If you are serious about public policy making, you’ll read Vaclav Smil.
If you want to better understand the solutions for some of the most challenging issues, you’ll read his work.
Smil is one of the most influential minds of today. Sadly, most people have never bothered to read his publications. This Czech emigre, is hardly known in Brussels.
A Mr Bill Gates, of Redmond, Washington, USA, claims to have read nearly all of Smil’s work and wrote:
“I wait for new Smil books, the way some people wait for the next Star Wars movie.”
He brings a straight forward and plain English approach to explain complex issues.
His latest book, ‘Numbers Don’t Lie: 71 Things You Need to Know About the World‘, dropped through the post box on Thursday. All 300 pages were digested by Sunday afternoon.
This book is his most accessible book to date. It is similar to the late Hans Rosling’s Factfulness.
Who should read it
If you think that the flow of Communications from the Berlaymont will improve the lot of the rainfirests, the blue whale, and the meaninfully reduce Co2 emmissions, please don’t read this book.

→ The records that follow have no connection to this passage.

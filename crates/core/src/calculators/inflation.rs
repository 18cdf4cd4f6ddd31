use serde::{Deserialize, Serialize};

use super::validation::Validator;
use super::{round_currency, round_pct};
use crate::errors::CoreError;

#[derive(Debug, Clone, Copy, PartialEq, Serialize, Deserialize)]
#[serde(rename_all = "camelCase")]
pub struct InflationInput {
    pub current_amount: f64,
    pub inflation_rate: f64,
    pub years: u32,
}

#[derive(Debug, Clone, Copy, PartialEq, Serialize, Deserialize)]
#[serde(rename_all = "camelCase")]
pub struct InflationYear {
    pub year: u32,
    pub future_cost: f64,
    pub purchasing_power: f64,
}

#[derive(Debug, Clone, PartialEq, Serialize, Deserialize)]
#[serde(rename_all = "camelCase")]
pub struct InflationResult {
    /// What today's basket will cost after `years`.
    pub future_cost: f64,
    /// What today's amount will be worth in today's money after `years`.
    pub purchasing_power: f64,
    pub value_lost_pct: f64,
    pub yearly: Vec<InflationYear>,
}

impl InflationInput {
    pub fn validate(&self) -> Result<(), CoreError> {
        Validator::new()
            .positive("current_amount", self.current_amount)
            .range("inflation_rate", self.inflation_rate, 0.0, 30.0)
            .count("years", self.years, 1, 50)
            .finish()
    }
}

pub fn calculate_inflation(input: &InflationInput) -> Result<InflationResult, CoreError> {
    input.validate()?;

    let factor = 1.0 + input.inflation_rate / 100.0;
    let yearly = (1..=input.years)
        .map(|year| {
            let growth = factor.powi(year as i32);
            InflationYear {
                year,
                future_cost: round_currency(input.current_amount * growth),
                purchasing_power: round_currency(input.current_amount / growth),
            }
        })
        .collect();

    let growth = factor.powi(input.years as i32);
    let power = input.current_amount / growth;

    Ok(InflationResult {
        future_cost: round_currency(input.current_amount * growth),
        purchasing_power: round_currency(power),
        value_lost_pct: round_pct((1.0 - power / input.current_amount) * 100.0),
        yearly,
    })
}
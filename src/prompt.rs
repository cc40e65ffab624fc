//! Prompt template loading and placeholder substitution.
//!
//! Templates are plain text files in the prompts directory, one per
//! generation target, using `${name}` placeholders. Substitution is the
//! entire templating language: no conditionals, no loops. Each call
//! re-reads the file from disk; at most four loads happen per run.

use anyhow::{Context, Result};
use std::collections::HashMap;
use std::fs;
use std::path::Path;

use crate::error::Error;

/// Built-in templates written to the prompts directory on first use.
const DEFAULT_TEMPLATES: [(&str, &str); 4] = [
    (
        "soul",
        "Write a SOUL.md file for an AI agent. The soul captures the agent's \
personality, values, and voice.\n\n\
The agent represents: ${who}\n\
Its objective: ${objective}\n\
Its audience: ${audience}\n\
Audience location: ${location}\n\n\
Produce Markdown with sections for Personality, Values, and Voice.\n",
    ),
    (
        "identity",
        "Write an IDENTITY.md file for an AI agent: a concise statement of who \
the agent is and what it represents.\n\n\
The agent represents: ${who}\n\
Its objective: ${objective}\n\
Its audience: ${audience}\n\
Audience location: ${location}\n\n\
Produce Markdown with a Name, Role, and Background section.\n",
    ),
    (
        "goals",
        "Write a GOALS.md file for an AI agent: the concrete outcomes the agent \
works toward and how it measures success.\n\n\
The agent represents: ${who}\n\
Its objective: ${objective}\n\
Its audience: ${audience}\n\
Audience location: ${location}\n\n\
Produce Markdown with a prioritized list of goals and success criteria.\n",
    ),
    (
        "user",
        "Write a USER.md file describing the typical user an AI agent serves: \
their needs, context, and expectations.\n\n\
The agent represents: ${who}\n\
Its objective: ${objective}\n\
Its audience: ${audience}\n\
Audience location: ${location}\n\n\
Produce Markdown with sections for Who They Are, What They Need, and \
How To Address Them.\n",
    ),
];

/// Creates the prompts directory and seeds any missing built-in templates.
///
/// Existing files are never overwritten, so user edits survive.
pub fn ensure_templates(dir: &Path) -> Result<()> {
    fs::create_dir_all(dir)
        .with_context(|| format!("Failed to create prompts directory {}", dir.display()))?;
    for (name, contents) in DEFAULT_TEMPLATES {
        let path = dir.join(format!("{name}.txt"));
        if !path.exists() {
            fs::write(&path, contents)
                .with_context(|| format!("Failed to write template {}", path.display()))?;
        }
    }
    Ok(())
}

/// Loads the named template from `dir` and substitutes `${name}`
/// placeholders with values from `variables`.
///
/// # Errors
///
/// - [`Error::TemplateNotFound`] if `<dir>/<name>.txt` is absent.
/// - [`Error::MissingVariable`] if the template references a name not
///   present in `variables`.
pub fn load(dir: &Path, name: &str, variables: &HashMap<String, String>) -> Result<String, Error> {
    let path = dir.join(format!("{name}.txt"));
    let raw = fs::read_to_string(&path).map_err(|_| Error::TemplateNotFound(path))?;
    substitute(name, &raw, variables)
}

/// Replaces every `${name}` occurrence in `raw`. Text outside
/// placeholders passes through untouched, including lone `$` signs.
fn substitute(
    template: &str,
    raw: &str,
    variables: &HashMap<String, String>,
) -> Result<String, Error> {
    let mut out = String::with_capacity(raw.len());
    let mut rest = raw;
    while let Some(start) = rest.find("${") {
        out.push_str(&rest[..start]);
        let after = &rest[start + 2..];
        match after.find('}') {
            Some(end) => {
                let name = &after[..end];
                let value = variables.get(name).ok_or_else(|| Error::MissingVariable {
                    template: template.to_string(),
                    name: name.to_string(),
                })?;
                out.push_str(value);
                rest = &after[end + 1..];
            }
            None => {
                // Unterminated placeholder, keep it literal.
                out.push_str(&rest[start..]);
                rest = "";
            }
        }
    }
    out.push_str(rest);
    Ok(out)
}

#[cfg(test)]
mod tests {
    use super::*;

    fn vars(pairs: &[(&str, &str)]) -> HashMap<String, String> {
        pairs
            .iter()
            .map(|(k, v)| (k.to_string(), v.to_string()))
            .collect()
    }

    #[test]
    fn substitutes_literally() {
        let result = substitute("t", "Hello ${who}", &vars(&[("who", "Acme")])).unwrap();
        assert_eq!(result, "Hello Acme");
    }

    #[test]
    fn substitutes_every_occurrence() {
        let result = substitute(
            "t",
            "${who} and again ${who}, for ${audience}",
            &vars(&[("who", "Acme"), ("audience", "owners")]),
        )
        .unwrap();
        assert_eq!(result, "Acme and again Acme, for owners");
    }

    #[test]
    fn missing_variable_is_an_error() {
        let err = substitute("soul", "Hello ${missing}", &vars(&[("who", "Acme")])).unwrap_err();
        match err {
            Error::MissingVariable { template, name } => {
                assert_eq!(template, "soul");
                assert_eq!(name, "missing");
            }
            other => panic!("expected MissingVariable, got {other:?}"),
        }
    }

    #[test]
    fn lone_dollar_signs_pass_through() {
        let result = substitute("t", "costs $5, not $$", &vars(&[])).unwrap();
        assert_eq!(result, "costs $5, not $$");
    }

    #[test]
    fn load_missing_template_is_template_not_found() {
        let dir = tempfile::tempdir().unwrap();
        let err = load(dir.path(), "soul", &vars(&[])).unwrap_err();
        match err {
            Error::TemplateNotFound(path) => {
                assert!(path.ends_with("soul.txt"));
            }
            other => panic!("expected TemplateNotFound, got {other:?}"),
        }
    }

    #[test]
    fn load_rereads_from_disk_each_call() {
        let dir = tempfile::tempdir().unwrap();
        let path = dir.path().join("soul.txt");
        std::fs::write(&path, "v1 ${who}").unwrap();
        assert_eq!(load(dir.path(), "soul", &vars(&[("who", "A")])).unwrap(), "v1 A");
        std::fs::write(&path, "v2 ${who}").unwrap();
        assert_eq!(load(dir.path(), "soul", &vars(&[("who", "A")])).unwrap(), "v2 A");
    }

    #[test]
    fn ensure_templates_seeds_all_four_without_clobbering_edits() {
        let dir = tempfile::tempdir().unwrap();
        ensure_templates(dir.path()).unwrap();
        for (_, name) in crate::constants::TARGETS {
            assert!(dir.path().join(format!("{name}.txt")).exists());
        }

        let soul = dir.path().join("soul.txt");
        std::fs::write(&soul, "edited ${who}").unwrap();
        ensure_templates(dir.path()).unwrap();
        assert_eq!(std::fs::read_to_string(&soul).unwrap(), "edited ${who}");
    }

    #[test]
    fn default_templates_render_with_the_standard_variables() {
        let dir = tempfile::tempdir().unwrap();
        ensure_templates(dir.path()).unwrap();
        let variables = vars(&[
            ("who", "Acme Corp"),
            ("objective", "answer calls"),
            ("audience", "small business owners"),
            ("location", "California, USA"),
        ]);
        for (_, template) in crate::constants::TARGETS {
            let rendered = load(dir.path(), template, &variables).unwrap();
            assert!(rendered.contains("Acme Corp"));
            assert!(!rendered.contains("${"));
        }
    }
}
//! Centralized constants for soulclaw.
//!
//! All magic numbers, default strings, and endpoint URLs live here
//! so they can be changed in one place.

/// Application name used in CLI output and directory paths.
pub const APP_NAME: &str = "soulclaw";

/// Configuration filename.
pub const CONFIG_FILENAME: &str = "config.json";

/// Subdirectory of the config dir holding prompt templates.
pub const PROMPTS_DIRNAME: &str = "prompts";

/// System instruction sent with every generation request.
pub const SYSTEM_INSTRUCTION: &str = "You are an expert agent designer. \
Respond ONLY with the requested Markdown content. \
Do not wrap the output in code fences.";

/// Maximum tokens for Claude completions (the Messages API requires it).
pub const MAX_TOKENS: u64 = 4096;

/// Sampling temperature for chat-completions providers.
pub const TEMPERATURE: f64 = 0.7;

// --- Provider defaults ---

/// Default model for OpenAI.
pub const DEFAULT_OPENAI_MODEL: &str = "gpt-4o";

/// Default model for Anthropic Claude.
pub const DEFAULT_CLAUDE_MODEL: &str = "claude-sonnet-4-20250514";

/// Default model for xAI Grok.
pub const DEFAULT_GROK_MODEL: &str = "grok-3";

/// Default model for Google Gemini.
pub const DEFAULT_GEMINI_MODEL: &str = "gemini-2.0-flash";

// --- Provider endpoints ---

/// OpenAI chat completions base URL.
pub const OPENAI_BASE_URL: &str = "https://api.openai.com/v1";

/// Anthropic Messages API base URL.
pub const CLAUDE_BASE_URL: &str = "https://api.anthropic.com";

/// Anthropic API version header value.
pub const CLAUDE_API_VERSION: &str = "2023-06-01";

/// xAI base URL (OpenAI-compatible chat completions).
pub const GROK_BASE_URL: &str = "https://api.x.ai/v1";

/// Google Gemini generateContent base URL.
pub const GEMINI_BASE_URL: &str = "https://generativelanguage.googleapis.com/v1beta";

// --- HTTP timeouts ---

/// Connect timeout for provider requests, in seconds.
pub const CONNECT_TIMEOUT_SECS: u64 = 30;

/// Total request timeout for provider requests, in seconds.
pub const REQUEST_TIMEOUT_SECS: u64 = 120;

// --- Generation targets ---

/// The four output files and their template names, in generation order.
pub const TARGETS: [(&str, &str); 4] = [
    ("SOUL.md", "soul"),
    ("IDENTITY.md", "identity"),
    ("GOALS.md", "goals"),
    ("USER.md", "user"),
];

If you prefer dealing with reality, and enjoy sober and informed analysis, read it.
I enjoy Smil’s work because he has a knack of making the complex clear. Years ago, he explained to me the real challenge of the energy transition. Just because politicians hope it will hope it will happen, does not mean it is going to happen.
Some useful things picked up along the way
You come away reading the 71 chapters better informed. You’ll realise that anyone offering easy solutions to complex public policy challenges is hoodwinking you, or just faking it. Whilst there are easy solutions to some problems – like treble glazed windows, wasting less food, eating less meat – there are not too many of them.
Smil has a way with words which I enjoy. He writes “The need for more compact, more flexible, larger scale, less costly electricity storage is self-evident. But, the miracle has been slow coming” (p.165).
Anyone promising a climate-neutral world by 2050 is not going to like the book. He writes:
” That is not impossible – but it is very unlikely. Reaching that coal would require nothing short of a fundemental of the global transformation of the global economy on scales and at a speed unprecedented in human history, a task that would be impossible to to without major economic and social dislocations …. The contrasts between expressed concerns about global warming, the continued release of record volumes of carbon, and our capabilities to change that in the near time could not be starker”
Innovation is not as fast as you hope
A lot of people think that innovation works on Moore’s law. The exponential annual growth of 35% a year is something for electronic components. This rate of progress has not happened much elsewhere in the real world. For most other things, you need to settle down for exponential growth of between 1.5% to 3% (if you are lucky). The hope that technology is going to solve everything overnight or renewable green energy is going to provide 99% of our energy in the next 5 years is unlikley going to happen. When you realise that the pace of change is gradual, and not as fast as some people making decisions think it is, you need to move beyond hope and back to what is realistic.
It won’t be read by many
It should be read by a lot of people in Brussels. I won’t be. Few people read today, even people who hold themselves out as public policy experts.
Reading is for me is still the most effective way I have found ta better way to understand something. It is a good way to take on board new evidence to support better thinking.
Smil writes more in an year than most people read in a lifetime. It appears he has no mobile phone and ignores social media. Success may leave clues here.
What you’ll find out that publishing a new Communication won’t lead to a better tomorrow.
Hi Aaron, I read his previous book Growth just in time for the pandemic. The chapter on exponential growth and pandemics foretold the future. Will take a look and see what other realities I need to be concerned about.